By: juanrga (nospam.delete@this.juanrga.com), August 10, 2014 3:32 am
Room: Moderated Discussions
David Kanter (dkanter.delete@this.realworldtech.com) on August 9, 2014 10:50 am wrote:
> juanrga (nospam.delete@this.juanrga.com) on August 9, 2014 6:38 am wrote:
> > David Kanter (dkanter.delete@this.realworldtech.com) on August 8, 2014 11:36 pm wrote:
> > > > > Which is obviously something a marketing/executive person would say, but it's also completely false. The
> > > > > *concept* of an x86 tax is absolutely true. And not just the concept, but even in implementation, we can
> > > > > take a really simple example which is the instruction decoding complexity, and point to that.[*]
> > > > >
> > > > > There have also been engineers in the past acknowledge some inefficiencies and estimate
> > > > > "x86 tax" for then-PC class designs. Whether those are still valid with x64 and ever more
> > > > > complex CPUs is up for debate, but certainly the *concept* of an x86 tax is there.
> > > > >
> > > > > It's also not really disputed that at the very small scale, x86
> > > > > designs can't compete with simple ARM based microarchitectures.
> > > >
> > > > Take a modern A57 core. According to AMD the A57 Opteron is faster than jaguar based Opteron but
> > > > consumes less power. The ARM core performance is ~40% faster, and consumes roughly one half.
> > > >
> > > > Jaguar is considered a good x86 design and even competitive against
> > > > Intel last designs. Thus we are seeing the x86 tax in action.
> > >
> > > No you aren't. Jaguar is a good core design, but the uncore was inappropriate for
> > > servers. You are comparing a design with a server-specific uncore vs. one with a client-optimized
> > > uncore. It's no surprise that the Jaguar-based design is behind.
> >
> > This is a non-issue. The same will happen when you compare desktops, laptops, or tablets using A57
> > or Jaguar. The ARM core will be faster and efficient than the x86 core, despite the latter is a very
> > good design in x86 space and the former is only the first standard 64bit core. When custom ARM is compared
> > to jaguar then things look even poor for x86. Check Anand review of cyclone, for instance.
>
> You are trying to make the following argument:
>
> A) A57 Opteron is faster than Jaguar Opteron --> B) A57 core is faster than
> Jaguar core --> C) ARM ISA is intrinsically higher performance than x86.
>
> That chain of reasoning is totally broken:
>
> A57 Opteron has a totally different uncore that is better tailored for servers. So A does
> not imply B. The A57 Opteron has a totally different cache hierarchy, memory controller, etc.

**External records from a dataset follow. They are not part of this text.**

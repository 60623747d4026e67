//! quadpix-io - Image I/O for quadpix
//!
//! The region engine only needs a single 8-bit channel, so the only
//! persisted format is binary PGM (`P5`). Reading and writing go through
//! [`read_image`] / [`write_image`] for files and [`read_image_mem`] /
//! [`write_image_mem`] for in-memory buffers.
//!
//! # Example
//!
//! ```
//! use quadpix_core::Pix;
//! use quadpix_io::{ImageFormat, read_image_mem, write_image_mem};
//!
//! let pix = Pix::new_filled(4, 3, 255).unwrap();
//! let bytes = write_image_mem(&pix, ImageFormat::Pnm).unwrap();
//! let back = read_image_mem(&bytes).unwrap();
//! assert_eq!(back.data(), pix.data());
//! ```

mod error;
pub mod format;
pub mod pnm;

pub use error::{IoError, IoResult};
pub use format::{detect_format, detect_format_from_bytes};

use quadpix_core::Pix;
use std::fs::File;
use std::io::{BufReader, BufWriter, Cursor, Write};
use std::path::Path;

/// Image file format
#[derive(Debug, Clone, Copy, PartialEq, Eq, Hash, Default)]
pub enum ImageFormat {
    /// Unknown format
    #[default]
    Unknown,
    /// Binary PNM (PGM `P5` for grayscale)
    Pnm,
}

impl ImageFormat {
    /// Get the file extension for this format.
    pub fn extension(self) -> &'static str {
        match self {
            Self::Unknown => "dat",
            Self::Pnm => "pgm",
        }
    }
}

/// Read an image from a file path.
///
/// The format is detected from the file header.
pub fn read_image<P: AsRef<Path>>(path: P) -> IoResult<Pix> {
    let path = path.as_ref();
    match detect_format(path)? {
        ImageFormat::Pnm => {
            let reader = BufReader::new(File::open(path)?);
            pnm::read_pnm(reader)
        }
        ImageFormat::Unknown => Err(IoError::UnsupportedFormat(path.display().to_string())),
    }
}

/// Read an image from an in-memory buffer.
pub fn read_image_mem(data: &[u8]) -> IoResult<Pix> {
    match detect_format_from_bytes(data)? {
        ImageFormat::Pnm => pnm::read_pnm(Cursor::new(data)),
        ImageFormat::Unknown => Err(IoError::UnsupportedFormat(
            "unrecognized header".to_string(),
        )),
    }
}

/// Write an image to a file path in the given format.
pub fn write_image<P: AsRef<Path>>(pix: &Pix, path: P, format: ImageFormat) -> IoResult<()> {
    let path = path.as_ref();
    let mut writer = BufWriter::new(File::create(path)?);
    write_image_format(pix, &mut writer, format)?;
    writer.flush()?;
    tracing::debug!(path = %path.display(), width = pix.width(), height = pix.height(), "wrote image");
    Ok(())
}

/// Encode an image into a byte buffer in the given format.
pub fn write_image_mem(pix: &Pix, format: ImageFormat) -> IoResult<Vec<u8>> {
    let mut buf = Vec::with_capacity(pix.data().len() + 64);
    write_image_format(pix, &mut buf, format)?;
    Ok(buf)
}

fn write_image_format<W: Write>(pix: &Pix, writer: W, format: ImageFormat) -> IoResult<()> {
    match format {
        ImageFormat::Pnm => pnm::write_pnm(pix, writer),
        ImageFormat::Unknown => Err(IoError::UnsupportedFormat(
            "cannot write unknown format".to_string(),
        )),
    }
}
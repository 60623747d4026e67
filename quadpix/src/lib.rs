//! quadpix - Adaptive region decomposition of grayscale rasters
//!
//! quadpix splits an 8-bit grayscale raster into rectangles of
//! near-uniform intensity by repeated halving along alternating axes,
//! keeps the rectangles in a binary search tree keyed by their origin,
//! and reconstructs a lossy version of the raster by filling each
//! rectangle with its mean.
//!
//! # Overview
//!
//! - Raster and box types ([`Pix`], [`PixMut`], [`Box`], [`Boxa`])
//! - Binary PGM reading and writing ([`io`])
//! - Region tree, partitioning and rendering ([`region`])
//!
//! # Example
//!
//! ```
//! use quadpix::Pix;
//! use quadpix::region::{PartitionOptions, compress};
//!
//! // Four flat 4x4 blocks
//! let data = (0..64u32).map(|i| ((i % 8) / 4 * 100 + (i / 32) * 50) as u8).collect();
//! let pix = Pix::from_bytes(8, 8, data).unwrap();
//!
//! let (out, tree) = compress(&pix, &PartitionOptions::default()).unwrap();
//! assert_eq!(tree.len(), 4);
//! assert_eq!(out.data(), pix.data());
//! ```

// Re-export core types (primary data structures used everywhere)
pub use quadpix_core::*;

// Re-export domain crates as modules to avoid name conflicts
pub use quadpix_io as io;
pub use quadpix_region as region;
//! Mock weather data source.
//!
//! Stands in for a real weather API client: produces a randomized
//! canonical-unit bundle for a city after a simulated fetch delay. A
//! real provider would slot in behind the same `fetch` shape.

use std::time::Duration;

use chrono::{Days, Local};
use rand::seq::SliceRandom;
use rand::Rng;

use crate::types::{CurrentConditions, ForecastDay, WeatherBundle, WeatherError};

const CONDITION_LABELS: [&str; 4] = ["Sunny", "Cloudy", "Rainy", "Partly Cloudy"];
const FORECAST_DAYS: u64 = 5;

/// Randomized weather source with configurable simulated latency
#[derive(Debug, Clone, Default)]
pub struct MockWeatherSource {
    delay: Duration,
}

impl MockWeatherSource {
    pub fn new() -> Self {
        Self::default()
    }

    /// Simulated network latency applied to every fetch
    pub fn with_delay(mut self, delay: Duration) -> Self {
        self.delay = delay;
        self
    }

    /// Produce a weather bundle for a city.
    ///
    /// Output always honors the source contract: celsius temperatures,
    /// humidity within 0-100, non-negative wind, and exactly five
    /// forecast days starting tomorrow.
    ///
    /// # Errors
    ///
    /// Returns [`WeatherError::EmptyCity`] when the city name is empty
    /// or whitespace-only.
    pub async fn fetch(&self, city: &str) -> Result<WeatherBundle, WeatherError> {
        let city = city.trim();
        if city.is_empty() {
            return Err(WeatherError::EmptyCity);
        }

        if !self.delay.is_zero() {
            tokio::time::sleep(self.delay).await;
        }

        let mut rng = rand::thread_rng();

        let current = CurrentConditions {
            location: city.to_string(),
            temperature_c: f64::from(rng.gen_range(10..40)),
            condition: random_condition(&mut rng),
            humidity_pct: rng.gen_range(30..70),
            wind_speed_kph: f64::from(rng.gen_range(5..25)),
            feels_like_c: f64::from(rng.gen_range(12..42)),
        };

        let today = Local::now().date_naive();
        let forecast = (1..=FORECAST_DAYS)
            .map(|offset| {
                let date = today.checked_add_days(Days::new(offset)).unwrap_or(today);
                ForecastDay {
                    date: date.format("%a, %b %-d").to_string(),
                    high_c: f64::from(rng.gen_range(15..40)),
                    low_c: f64::from(rng.gen_range(5..20)),
                    condition: random_condition(&mut rng),
                }
            })
            .collect();

        tracing::debug!("Generated weather bundle for {}", city);

        Ok(WeatherBundle { current, forecast })
    }
}

fn random_condition<R: Rng>(rng: &mut R) -> String {
    CONDITION_LABELS
        .choose(rng)
        .copied()
        .unwrap_or("Sunny")
        .to_string()
}
//! Weather domain for Skycast
//!
//! Canonical-unit weather types, display-unit derivation, rule-based
//! alerts, and the mock data source that stands in for a real weather
//! API client.

pub mod alerts;
pub mod convert;
pub mod derive;
pub mod source;
pub mod types;

pub use types::*;
pub use alerts::{Alert, AlertCategory, Severity};
pub use derive::{DisplayForecastDay, DisplaySnapshot};
pub use source::MockWeatherSource;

> that yields much higher performance. Also, Jaguar wasn't designed for servers at all.
>
> So you're just plain wrong.
If you read what I wrote (it is quoted above), my argument was different. I also answered the "jaguar wasn't designed for servers" flawed argument as well.
> > > ARM is full of legacy crap as well. Not to mention the fact that an ARMv8 requires
> > > 3-4 different decoders. I know a few people who have had the pleasure of designing
> > > custom ARM cores, and according to them 'ARMv8 decode is just as terrible as x86'.
> >
> > By ARM64 I am referring to AArch64 exclusively. ARMv8 can be A or T and it includes AArch32 for >legacy.
>
> Can you name a design which is ARM64 only with no 32-bit support? I can't.
> That means that decoders are needed for ARMv8, v7, and thumb.
The reason why ARM implemented 64bit as a separate ISA instead an extension of 32bit, is because it expect _future_ products to implement only the 64bit ISA eliminating legacy penalty completely.
I don't know about K12, but being a server exclusive product I see no sense on providing support for 32bit and thumb.
I can say you that one of the designs that I mentioned to you before implements a full AAarch64 decoder but only partial AAarch32 support. This SoC cannot run 32bit OS, for instance.
> > The designs that I am commenting are pure AArch64 implementations,
> > legacy 32bit mode is not needed for HPC for instance.
>
> OK, so you only want to talk about HPC then?
My first post started mentioning Xeon-like SoCs of 90W for server/HPC. How do I have to explain that we will not see any of those in phones/tablets/laptops?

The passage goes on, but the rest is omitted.